Bitcoin and gold tumbled together with tech stocks as traders braced for a US inflation print and priced in a persistently hawkish Federal Reserve under the speculation of a Warsh leadership, erasing a relief rally that briefly lifted markets off last week's lows.
Bitcoin's relief rally from last week's lows is reversing as traders brace for US inflation data and a potentially hawkish Fed under a Warsh leadership, raising rate-hike expectations and reducing crypto's appeal as a hedge.
Rising rate-hike expectations increase the opportunity cost of holding non-yielding assets like Bitcoin, and the hawkish Fed outlook is undermining its narrative as an inflation hedge.
Bitcoin may revisit last week's lows, with key support levels depending on market reaction to the inflation data.
Kevin Warsh is viewed as more hawkish, suggesting tighter monetary policy that could keep pressure on risk assets, including Bitcoin.
Technology stocks are explicitly mentioned as falling alongside crypto and gold, driven by the same macro concerns: incoming US inflation data and a hawkish Fed outlook, which typically weigh on growth-sensitive sectors.
Technology stocks are growth-oriented and sensitive to interest rate expectations; a hawkish Fed raises the discount rate applied to future earnings, making them less attractive.
High-valuation, non-profitable tech stocks are most exposed to rising rates, while large-cap cash-rich companies may be more resilient.
Positioning is cautious; a rotation into value or defensive sectors may occur if hawkishness intensifies, but it depends on the inflation data outcome.
Gold prices are declining in tandem with risk assets as hawkish Fed bets and rising real yields reduce the appeal of the non-yielding precious metal, ahead of a pivotal US inflation report.
Gold is being pressured by rising rate-hike expectations and a potentially stronger dollar, which dims its luster even during equity market weakness, as the opportunity cost of holding gold increases.
A hawkish Fed would likely keep real yields elevated, pressuring gold further.

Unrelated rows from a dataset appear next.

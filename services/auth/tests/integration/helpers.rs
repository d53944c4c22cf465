use std::path::PathBuf;
use std::sync::{Arc, Mutex};

use chrono::{DateTime, Duration, TimeZone, Utc};
use sea_orm::{ConnectOptions, Database, DatabaseConnection};
use uuid::Uuid;

use tabi_auth::domain::repository::{
    CodeNotifier, IdentityRepository, IpBanRepository, LoginCodeRepository,
};
use tabi_auth::domain::types::{BanPolicy, Delivery, Identity, IpBan, LoginCode, LoginPolicy};
use tabi_auth::error::{AuthServiceError, DeliveryError};
use tabi_auth::infra::notifier::{AppNotifier, LogNotifier};
use tabi_auth::state::AppState;
use tabi_auth::usecase::login::RequestCodeUseCase;
use tabi_auth_migration::{Migrator, MigratorTrait};
use tabi_auth_types::cookie::CookieOptions;
use tabi_auth_types::token::{DEFAULT_SESSION_TTL_SECS, SessionKeys};

pub const ALLOWED_EMAIL: &str = "me@x.com";
pub const CHAT_ID: &str = "5496782369";
pub const IP: &str = "203.0.113.7";

pub fn t0() -> DateTime<Utc> {
    Utc.with_ymd_and_hms(2025, 10, 18, 9, 0, 0).unwrap()
}

pub fn login_policy() -> LoginPolicy {
    LoginPolicy {
        allowed_credential: ALLOWED_EMAIL.to_owned(),
        delivery_address: CHAT_ID.to_owned(),
        code_ttl: Duration::minutes(15),
        ban: BanPolicy::default(),
    }
}

pub fn session_keys() -> SessionKeys {
    SessionKeys::new("integration-test-secret", "HS256", DEFAULT_SESSION_TTL_SECS).unwrap()
}

// ── MockIdentityRepo ─────────────────────────────────────────────────────────

#[derive(Clone, Default)]
pub struct MockIdentityRepo {
    pub identities: Arc<Mutex<Vec<Identity>>>,
}

impl MockIdentityRepo {
    pub fn new(identities: Vec<Identity>) -> Self {
        Self {
            identities: Arc::new(Mutex::new(identities)),
        }
    }

    /// Returns a shared handle to the internal identity list for post-execution inspection.
    pub fn identities_handle(&self) -> Arc<Mutex<Vec<Identity>>> {
        Arc::clone(&self.identities)
    }
}

impl IdentityRepository for MockIdentityRepo {
    async fn get_or_create(
        &self,
        delivery_address: &str,
        now: DateTime<Utc>,
    ) -> Result<Identity, AuthServiceError> {
        let mut identities = self.identities.lock().unwrap();
        if let Some(existing) = identities
            .iter_mut()
            .find(|i| i.delivery_address == delivery_address)
        {
            existing.last_login_request_at = Some(now);
            return Ok(existing.clone());
        }
        let identity = Identity::new(delivery_address, now);
        identities.push(identity.clone());
        Ok(identity)
    }

    async fn find_by_id(&self, id: Uuid) -> Result<Option<Identity>, AuthServiceError> {
        Ok(self
            .identities
            .lock()
            .unwrap()
            .iter()
            .find(|i| i.id == id)
            .cloned())
    }
}

// ── MockLoginCodeRepo ────────────────────────────────────────────────────────

pub struct MockLoginCodeRepo {
    pub codes: Arc<Mutex<Vec<LoginCode>>>,
    pub identities: Arc<Mutex<Vec<Identity>>>,
}

impl MockLoginCodeRepo {
    /// Code store that resolves owners through `identities`.
    pub fn new(identities: &MockIdentityRepo) -> Self {
        Self {
            codes: Arc::new(Mutex::new(vec![])),
            identities: identities.identities_handle(),
        }
    }

    pub fn codes_handle(&self) -> Arc<Mutex<Vec<LoginCode>>> {
        Arc::clone(&self.codes)
    }
}

impl LoginCodeRepository for MockLoginCodeRepo {
    async fn replace_active(&self, code: &LoginCode) -> Result<(), AuthServiceError> {
        let mut codes = self.codes.lock().unwrap();
        for c in codes
            .iter_mut()
            .filter(|c| c.identity_id == code.identity_id)
        {
            c.is_used = true;
        }
        codes.push(code.clone());
        Ok(())
    }

    async fn consume(
        &self,
        code: &str,
        now: DateTime<Utc>,
    ) -> Result<Option<Identity>, AuthServiceError> {
        let mut codes = self.codes.lock().unwrap();
        let Some(found) = codes
            .iter_mut()
            .find(|c| c.code == code && c.is_valid_at(now))
        else {
            return Ok(None);
        };
        found.is_used = true;
        found.used_at = Some(now);

        let mut identities = self.identities.lock().unwrap();
        Ok(identities
            .iter_mut()
            .find(|i| i.id == found.identity_id)
            .map(|identity| {
                identity.last_login_at = Some(now);
                identity.clone()
            }))
    }
}

// ── MockIpBanRepo ────────────────────────────────────────────────────────────

#[derive(Clone, Default)]
pub struct MockIpBanRepo {
    pub bans: Arc<Mutex<Vec<IpBan>>>,
}

impl MockIpBanRepo {
    pub fn bans_handle(&self) -> Arc<Mutex<Vec<IpBan>>> {
        Arc::clone(&self.bans)
    }
}

impl IpBanRepository for MockIpBanRepo {
    async fn find(&self, ip_address: &str) -> Result<Option<IpBan>, AuthServiceError> {
        Ok(self
            .bans
            .lock()
            .unwrap()
            .iter()
            .find(|b| b.ip_address == ip_address)
            .cloned())
    }

    async fn record_failure(
        &self,
        ip_address: &str,
        now: DateTime<Utc>,
        policy: &BanPolicy,
    ) -> Result<IpBan, AuthServiceError> {
        let mut bans = self.bans.lock().unwrap();
        let existing = bans
            .iter()
            .position(|b| b.ip_address == ip_address)
            .map(|idx| bans.remove(idx));
        let ban = policy.register_failure(existing, ip_address, now);
        bans.push(ban.clone());
        Ok(ban)
    }

    async fn clear(&self, ip_address: &str) -> Result<(), AuthServiceError> {
        self.bans
            .lock()
            .unwrap()
            .retain(|b| b.ip_address != ip_address);
        Ok(())
    }
}

// ── MockNotifier ─────────────────────────────────────────────────────────────

/// Records every (chat id, code) pair it is asked to deliver.
#[derive(Clone)]
pub struct MockNotifier {
    pub sent: Arc<Mutex<Vec<(String, String)>>>,
    pub fail: bool,
}

impl MockNotifier {
    pub fn sending() -> Self {
        Self {
            sent: Arc::new(Mutex::new(vec![])),
            fail: false,
        }
    }

    pub fn failing() -> Self {
        Self {
            fail: true,
            ..Self::sending()
        }
    }

    pub fn sent_handle(&self) -> Arc<Mutex<Vec<(String, String)>>> {
        Arc::clone(&self.sent)
    }
}

impl CodeNotifier for MockNotifier {
    async fn send_code(
        &self,
        delivery_address: &str,
        code: &str,
    ) -> Result<Delivery, DeliveryError> {
        self.sent
            .lock()
            .unwrap()
            .push((delivery_address.to_owned(), code.to_owned()));
        if self.fail {
            return Err(DeliveryError::Transport("connection refused".to_owned()));
        }
        Ok(Delivery::Sent)
    }
}

// ── Use case wiring ──────────────────────────────────────────────────────────

pub struct MockHandles {
    pub identities: Arc<Mutex<Vec<Identity>>>,
    pub codes: Arc<Mutex<Vec<LoginCode>>>,
    pub bans: Arc<Mutex<Vec<IpBan>>>,
    pub sent: Arc<Mutex<Vec<(String, String)>>>,
}

pub type MockRequestCode =
    RequestCodeUseCase<MockIdentityRepo, MockLoginCodeRepo, MockIpBanRepo, MockNotifier>;

/// RequestCode wired to fresh in-memory mocks.
pub fn request_code_usecase(notifier: MockNotifier) -> (MockRequestCode, MockHandles) {
    let identities = MockIdentityRepo::default();
    let login_codes = MockLoginCodeRepo::new(&identities);
    let bans = MockIpBanRepo::default();
    let handles = MockHandles {
        identities: identities.identities_handle(),
        codes: login_codes.codes_handle(),
        bans: bans.bans_handle(),
        sent: notifier.sent_handle(),
    };
    let usecase = RequestCodeUseCase {
        identities,
        login_codes,
        bans,
        notifier,
        policy: login_policy(),
    };
    (usecase, handles)
}

// ── SQLite ───────────────────────────────────────────────────────────────────

/// Fresh migrated in-memory database. One connection so every query sees the same memory db.
pub async fn sqlite_db() -> DatabaseConnection {
    let mut options = ConnectOptions::new("sqlite::memory:");
    options
        .max_connections(1)
        .min_connections(1)
        .sqlx_logging(false);
    let db = Database::connect(options).await.unwrap();
    Migrator::up(&db, None).await.unwrap();
    db
}

/// Migrated database in a fresh file under the temp dir, with a real connection pool.
/// Remove the returned path when done.
pub async fn sqlite_file_db(pool_size: u32) -> (DatabaseConnection, PathBuf) {
    let path = std::env::temp_dir().join(format!("tabi-auth-{}.db", Uuid::new_v4()));
    let mut options = ConnectOptions::new(format!("sqlite://{}?mode=rwc", path.display()));
    options
        .max_connections(pool_size)
        .min_connections(pool_size)
        .sqlx_logging(false);
    let db = Database::connect(options).await.unwrap();
    Migrator::up(&db, None).await.unwrap();
    (db, path)
}

pub async fn test_state() -> AppState {
    AppState {
        db: sqlite_db().await,
        notifier: AppNotifier::Log(LogNotifier),
        keys: session_keys(),
        login_policy: login_policy(),
        cookie: CookieOptions {
            domain: None,
            secure: false,
            max_age_secs: DEFAULT_SESSION_TTL_SECS,
        },
    }
}

// ── Log capture ──────────────────────────────────────────────────────────────

/// In-memory sink for formatted log lines.
#[derive(Clone, Default)]
pub struct CapturedLogs(Arc<Mutex<Vec<u8>>>);

impl CapturedLogs {
    /// Route this thread's logs into the buffer until the guard drops.
    pub fn install(&self) -> tracing::subscriber::DefaultGuard {
        let sink = self.clone();
        let subscriber = tracing_subscriber::fmt()
            .with_writer(move || sink.clone())
            .with_ansi(false)
            .finish();
        tracing::subscriber::set_default(subscriber)
    }

    pub fn contents(&self) -> String {
        String::from_utf8_lossy(&self.0.lock().unwrap()).into_owned()
    }
}

impl std::io::Write for CapturedLogs {
    fn write(&mut self, buf: &[u8]) -> std::io::Result<usize> {
        self.0.lock().unwrap().extend_from_slice(buf);
        Ok(buf.len())
    }

    fn flush(&mut self) -> std::io::Result<()> {
        Ok(())
    }
}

Key support lies at recent lows; a break below could accelerate selling.
Gold's traditional hedge role is being challenged when rate hikes are the primary market driver, as it competes with interest-bearing assets.
The relief rally that lifted crypto off last week's lows is unwinding alongside tech stocks and gold, with traders bracing for a US inflation print and a Warsh Fed that may stay hawkish.
Rising rate-hike expectations and positioning ahead of US inflation data are driving a synchronized sell-off in both risk-on and haven assets, as a hawkish Federal Reserve outlook reduces the appeal of non-yielding hedges.
Kevin Warsh is seen as more hawkish, suggesting tighter monetary policy that could strengthen the dollar and weigh on assets like Bitcoin and gold, which typically thrive in lower-rate environments.
The rapid reversal indicates that the initial rebound was fragile and that macroeconomic concerns, particularly inflation and Fed policy, remain the dominant market drivers.